- [Saved entries]:
++++++++++++++++++++

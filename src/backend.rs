use std::fmt;
use std::path::Path;

use clap::ValueEnum;

use crate::accelerator::{Accelerator, LinearAccelerator};
use crate::cnn1d::Cnn1dAccelerator;
use crate::config::{ModelBundle, CNN1D_WEIGHTS_FILE, LINEAR_WEIGHTS_FILE};
use crate::error::{PipelineError, Result};

/// Implementación del dispositivo a usar
#[derive(Debug, Clone, Copy, PartialEq, Eq, ValueEnum)]
pub enum Backend {
    Linear,
    Cnn1d,
    Onnx,
}

impl Backend {
    fn default_file(&self) -> &'static str {
        match self {
            Backend::Linear => LINEAR_WEIGHTS_FILE,
            Backend::Cnn1d => CNN1D_WEIGHTS_FILE,
            Backend::Onnx => "model.onnx",
        }
    }
}

impl fmt::Display for Backend {
    fn fmt(&self, f: &mut fmt::Formatter<'_>) -> fmt::Result {
        let name = match self {
            Backend::Linear => "linear",
            Backend::Cnn1d => "cnn1d",
            Backend::Onnx => "onnx",
        };
        f.write_str(name)
    }
}

/// Abre el dispositivo. Sin `weights` se usa el archivo por defecto del
/// directorio del modelo.
pub fn open_backend(
    backend: Backend,
    bundle: &ModelBundle,
    weights: Option<&Path>,
) -> Result<Box<dyn Accelerator + Send>> {
    let path = weights
        .map(Path::to_path_buf)
        .unwrap_or_else(|| bundle.path(backend.default_file()));

    let device: Box<dyn Accelerator + Send> = match backend {
        Backend::Linear => Box::new(LinearAccelerator::from_json_file(&path)?),
        Backend::Cnn1d => Box::new(Cnn1dAccelerator::from_json_file(&path)?),
        #[cfg(feature = "onnx")]
        Backend::Onnx => Box::new(crate::onnx::OnnxAccelerator::new(
            &path,
            bundle.meta.d_pca,
            bundle.meta.classes,
        )?),
        #[cfg(not(feature = "onnx"))]
        Backend::Onnx => {
            return Err(PipelineError::Configuration(
                "compilado sin la feature `onnx`".into(),
            ))
        }
    };
    Ok(device)
}

#[cfg(test)]
mod tests {
    use super::*;

    #[test]
    fn test_backend_names() {
        for backend in Backend::value_variants() {
            assert_eq!(Backend::from_str(&backend.to_string(), false).unwrap(), *backend);
        }
        assert!(Backend::from_str("fpga", false).is_err());
    }

    #[test]
    fn test_onnx_without_feature_or_model_fails() {
        let dir = tempfile::tempdir().unwrap();
        let meta: crate::config::ModelMeta = serde_json::from_str(
            r#"{"window": 4, "num_segments": 2, "stats_list": ["mean"], "D_pca": 2, "classes": 2}"#,
        )
        .unwrap();
        let projection = crate::projection::Projection::identity(meta.feature_len(), 2).unwrap();
        let bundle = ModelBundle::from_parts(meta, projection, dir.path()).unwrap();
        assert!(matches!(
            open_backend(Backend::Onnx, &bundle, None),
            Err(PipelineError::Configuration(_))
        ));
    }
}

++++++++++++++++++++

- [AIM OF THE EXERCISE]: Which lines in the records above contain the word "ValueEnum"? Copy each one.

- [RESULT FOR THIS EXERCISE]:
use clap::ValueEnum;
#[derive(Debug, Clone, Copy, PartialEq, Eq, ValueEnum)]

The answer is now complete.